Молодой кузнец давно уже не находил применения проржавленным винтам, которые не берет отвертка, карданным валам и подкрылкам с этого железного кладбища, а все же нет-нет да запрягал лошадь и притаскивал на вершину холма очередную рухлядь, очередную никудышную железину, как бы желая еще плотней стянуть вокруг ненавистной усадьбы кольцо железной осады. На Кузнечном холме воцарилось то же запустение и тот же хаос, как и во всем прочем обозримом оттуда мире.
Однако Беринг, по рукам и ногам скованный обязанностями перед отцом и матерью, перед кузницей и хозяйством, никогда бы, наверно, не бросил свое наследство на произвол судьбы и не уехал, если б орда головорезов не вынудила его замарать кровью и сделать непригодным для житья собственный дом; случилось это буквально через день-другой после Берингова двадцатитрехлетия. Безветренной, теплой апрельской ночью Беринг, кузнец из Моора, застрелил одного из налетчиков.
Мертв? Неужели этот пьяный бандит, кинувшийся к нему из темноты, вправду истек кровью от огнестрельных ран, что во сне и наяву вновь и вновь отверзаются перед взором кузнеца: две дымящиеся дыры в черном кожаном панцире на груди, два небольших рубца, превративших железного парня в мягкое, до невозможности мягкое, как бы бескостное существо, которое, однако, почему-то не упало, а за долю секунды вдруг выросло! – и лишь потом неуклюже повернулось и рухнуло вниз по лестнице в объятия спешивших на подмогу дружков.
Мертв? И убил его я? Я? Неужели преследователь, от которого всего через несколько минут после выстрелов, и наутро, и еще много дней спустя только и оставалось, что темный кровавый след бегства, капли и потеки, терявшиеся в щебне на дорожке в кузницу… неужели этот алкаш, этот подонок вправду и безвозвратно мертв?
Всякий раз, как Беринг задавал себе этот вопрос, изощряясь в бранных эпитетах по адресу безымянного ночного противника, память в итоге все время вынуждала его твердить одно и то же: Я убил его, я его застрелил, я.
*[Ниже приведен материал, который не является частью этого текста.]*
use std::collections::HashMap;

/// Roster name → country name as used by the world ranking and the map.
///
/// Names that are not listed resolve to themselves, so most teams
/// (Japan, Mexico, Cuba, ...) need no entry at all.
#[derive(Debug, Clone, Default, PartialEq)]
pub struct AliasMap {
    entries: HashMap<String, String>,
}

impl AliasMap {
    pub fn new<I, K, V>(entries: I) -> Self
    where
        I: IntoIterator<Item = (K, V)>,
        K: Into<String>,
        V: Into<String>,
    {
        Self {
            entries: entries
                .into_iter()
                .map(|(k, v)| (k.into(), v.into()))
                .collect(),
        }
    }

    /// Canonical lookup name for `name`, falling back to `name` itself.
    pub fn canonical<'a>(&'a self, name: &'a str) -> &'a str {
        self.entries.get(name).map(String::as_str).unwrap_or(name)
    }

    pub fn len(&self) -> usize {
        self.entries.len()
    }

    pub fn is_empty(&self) -> bool {
        self.entries.is_empty()
    }
}

/// Aliases between WBC roster names and country names
pub fn default_aliases() -> AliasMap {
    AliasMap::new([
        ("USA", "United States"),
        ("Chinese Taipei", "Chinese Taipei"),
        ("Great Britain", "Great Britain"),
        ("Korea", "Korea"),
    ])
}

#[cfg(test)]
mod tests {
    use super::*;

    #[test]
    fn test_canonical_falls_back_to_name() {
        let aliases = default_aliases();
        assert_eq!(aliases.canonical("USA"), "United States");
        assert_eq!(aliases.canonical("Japan"), "Japan");
        assert_eq!(AliasMap::default().canonical("USA"), "USA");
    }
}
use serde::Deserialize;
use serde_json::Value;

/// Callback receiving the identity of the entity behind a clicked point.
type EntityCallback = Box<dyn FnMut(&str) + Send>;

/// Click event as emitted by the rendering capability.
#[derive(Debug, Clone, Default, Deserialize)]
pub struct PointEvent {
    #[serde(default)]
    pub points: Vec<EventPoint>,
}

#[derive(Debug, Clone, Default, Deserialize)]
pub struct EventPoint {
    #[serde(default)]
    pub customdata: Option<Value>,
}

impl PointEvent {
    pub fn with_payload(payload: impl Into<String>) -> Self {
        Self {
            points: vec![EventPoint {
                customdata: Some(Value::String(payload.into())),
            }],
        }
    }

    /// Payload of the first activated point, if it carries one.
    pub fn payload(&self) -> Option<String> {
        let data = self.points.first()?.customdata.as_ref()?;
        match data {
            Value::String(s) if !s.is_empty() => Some(s.clone()),
            Value::Number(n) => Some(n.to_string()),
            _ => None,
        }
    }
}

/// Handle to a chart drawn into a target, holding its click bindings.
pub struct RenderedChart {
    target: String,
    on_select: Vec<EntityCallback>,
}

impl RenderedChart {
    pub(crate) fn new(target: impl Into<String>) -> Self {
        Self {
            target: target.into(),
            on_select: Vec::new(),
        }
    }

    pub fn target(&self) -> &str {
        &self.target
    }

    /// Routes an interaction event to the bound callbacks.
    ///
    /// Returns the identity that was dispatched, or `None` when the event
    /// had no usable payload.
    pub fn dispatch_click(&mut self, event: &PointEvent) -> Option<String> {
        let identity = event.payload()?;
        for callback in self.on_select.iter_mut() {
            callback(identity.as_str());
        }
        Some(identity)
    }
}

impl std::fmt::Debug for RenderedChart {
    fn fmt(&self, f: &mut std::fmt::Formatter<'_>) -> std::fmt::Result {
        f.debug_struct("RenderedChart")
            .field("target", &self.target)
            .field("bindings", &self.on_select.len())
            .finish()
    }
}

/// Registers `on_entity_selected` for clicks on `chart`.
pub fn bind_click<F>(chart: &mut RenderedChart, on_entity_selected: F)
where
    F: FnMut(&str) + Send + 'static,
{
    chart.on_select.push(Box::new(on_entity_selected));
}
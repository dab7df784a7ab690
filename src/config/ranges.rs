//! Stat ranges and chart field presets used by the pool pages.
//!
//! ERA and WHIP score higher when lower; OPS, OBP and SLG score higher when higher.

use crate::series::{Axis, FieldSpec};
use crate::stats::StatRange;

pub const HITTING: &str = "hitting";
pub const PITCHING: &str = "pitching";

/// Key field of the hitting and pitching datasets
pub const TEAM_KEY: &str = "Team";

pub const ERA_RANGE: StatRange = StatRange::lower_is_better(0.0, 10.0);
pub const OPS_RANGE: StatRange = StatRange::higher_is_better(0.3, 1.0);
pub const WHIP_RANGE: StatRange = StatRange::lower_is_better(0.0, 5.0);
pub const OBP_RANGE: StatRange = StatRange::higher_is_better(0.2, 0.5);
pub const SLG_RANGE: StatRange = StatRange::higher_is_better(0.3, 1.0);

/// Tighter ranges for the pool stat cards
pub const CARD_ERA_RANGE: StatRange = StatRange::lower_is_better(0.0, 10.0);
pub const CARD_OPS_RANGE: StatRange = StatRange::higher_is_better(0.6, 1.0);
pub const CARD_WHIP_RANGE: StatRange = StatRange::lower_is_better(0.8, 2.0);

/// Substituted on the cards when a team has no value for the stat
pub const CARD_ERA_DEFAULT: f64 = 10.0;
pub const CARD_OPS_DEFAULT: f64 = 0.6;
pub const CARD_WHIP_DEFAULT: f64 = 2.0;

/// ERA score vs OPS score, grouped per team
pub fn pool_bar_fields() -> Vec<FieldSpec> {
    vec![
        FieldSpec::new(PITCHING, "ERA", "ERA score").scored(ERA_RANGE).colored("#1f77b4"),
        FieldSpec::new(HITTING, "OPS", "OPS score").scored(OPS_RANGE).colored("#ff7f0e"),
    ]
}

/// Raw ERA and OPS on separate value axes
pub fn pool_raw_fields() -> Vec<FieldSpec> {
    vec![
        FieldSpec::new(PITCHING, "ERA", "ERA").colored("#d62728"),
        FieldSpec::new(HITTING, "OPS", "OPS").colored("#2ca02c").on_axis(Axis::Secondary),
    ]
}

/// Five-axis team strength profile
pub fn radar_fields() -> Vec<FieldSpec> {
    vec![
        FieldSpec::new(PITCHING, "ERA", "ERA score").scored(ERA_RANGE),
        FieldSpec::new(HITTING, "OPS", "OPS score").scored(OPS_RANGE),
        FieldSpec::new(PITCHING, "WHIP", "WHIP score").scored(WHIP_RANGE),
        FieldSpec::new(HITTING, "OBP", "OBP score").scored(OBP_RANGE),
        FieldSpec::new(HITTING, "SLG", "SLG score").scored(SLG_RANGE),
    ]
}
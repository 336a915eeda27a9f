//! Immutable description of an outbound call.

use crate::authentication::Authentication;
use crate::http::HttpRequest;
use crate::payload::Payload;

/// Method, URL and the optional decorations applied at dispatch time.
///
/// `with_*` methods return a modified copy; the receiver is left untouched.
/// `method` must be non-empty; this is the caller's responsibility.
#[derive(Debug, Clone, PartialEq, Eq)]
pub struct Request {
    pub method: String,
    pub url: String,
    authentication: Option<Authentication>,
    payload: Option<Payload>,
}

impl Request {
    pub fn new(method: impl Into<String>, url: impl Into<String>) -> Self {
        Self {
            method: method.into(),
            url: url.into(),
            authentication: None,
            payload: None,
        }
    }

    pub fn authentication(&self) -> Option<&Authentication> {
        self.authentication.as_ref()
    }

    pub fn with_authentication(&self, authentication: Authentication) -> Request {
        Request {
            authentication: Some(authentication),
            ..self.clone()
        }
    }

    pub fn payload(&self) -> Option<&Payload> {
        self.payload.as_ref()
    }

    pub fn with_payload(&self, payload: Payload) -> Request {
        Request {
            payload: Some(payload),
            ..self.clone()
        }
    }

    /// Transport-level request: `Authorization` first, then `Content-Type`
    /// and body.
    pub fn to_http_request(&self) -> HttpRequest {
        let mut http_request = HttpRequest::new(self.method.as_str(), self.url.as_str());

        if let Some(authentication) = &self.authentication {
            http_request = http_request.with_header("Authorization", authentication.value.as_str());
        }

        if let Some(payload) = &self.payload {
            http_request = http_request
                .with_header("Content-Type", payload.content_type.as_str())
                .with_body(payload.data.clone());
        }

        http_request
    }
}
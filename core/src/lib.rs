//! Synchronous service client over an injected HTTP transport.
//!
//! # Overview
//! Builds outgoing requests (method, URL, optional authentication, optional
//! payload), hands them to a `Transport`, and classifies what comes back:
//! `application/json` responses become `JsonResponse` with lazily decoded,
//! leniently typed field access; everything else stays a `PlainResponse`.
//!
//! # Design
//! - The transport does all I/O. The crate only builds and classifies plain
//!   data, so it is deterministic and easy to test.
//! - Failures form one closed `ClientError` enum. Network failures with a
//!   `"cURL error N: ..."` message are decoded into `CurlError`.
//! - Status codes are reported, not raised: `Response::is_successful()`,
//!   or `Response::error_for_status()` to opt in to errors.

pub mod accessor;
pub mod authentication;
pub mod client;
pub mod curl;
pub mod decoder;
pub mod error;
pub mod http;
pub mod payload;
pub mod request;
pub mod request_factory;
pub mod response;
pub mod response_factory;
pub mod transport;

pub use authentication::Authentication;
pub use client::Client;
pub use curl::CurlError;
pub use error::ClientError;
pub use http::{HttpRequest, HttpResponse};
pub use payload::Payload;
pub use request::Request;
pub use request_factory::{BearerTokenExtractor, RequestFactory, RequestMiddleware, TokenExtractor};
pub use response::{JsonResponse, PlainResponse, Response};
pub use response_factory::{JsonResponseHandler, ResponseFactory, ResponseHandler};
pub use transport::{NetworkError, Transport, TransportError};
Чужак, вооруженный цепью и обрезком стальной трубы бритоголовый горожанин, один из шести не то семи, в кровь избил его тогда возле памятника мироносцу Стелламуру, гнался за ним через плац, сплошь заросший диким овсом, и по щебеночной дорожке до самой кузницы, и по двору, за ним, смирным, незлобивым кузнецом, которому и отбиться-то от преследователей было нечем – на бегу он только выхватил из открытого ящика да швырнул через плечо горсть подковных гвоздей.
Банды головорезов прятались в развалинах обезлюдевших городов, в лабиринтах горных пещер и периодически, вот как той апрельской ночью, совершали набеги на беззащитные медвежьи углы вроде Моора и соседних с ним деревушек. Когда войска ушли из приозерной глуши в равнинные районы и эти забытые Богом дыры оказались предоставлены самим себе, любая наглая шайка, даже не имея огнестрельного оружия, могла безнаказанно творить что угодно.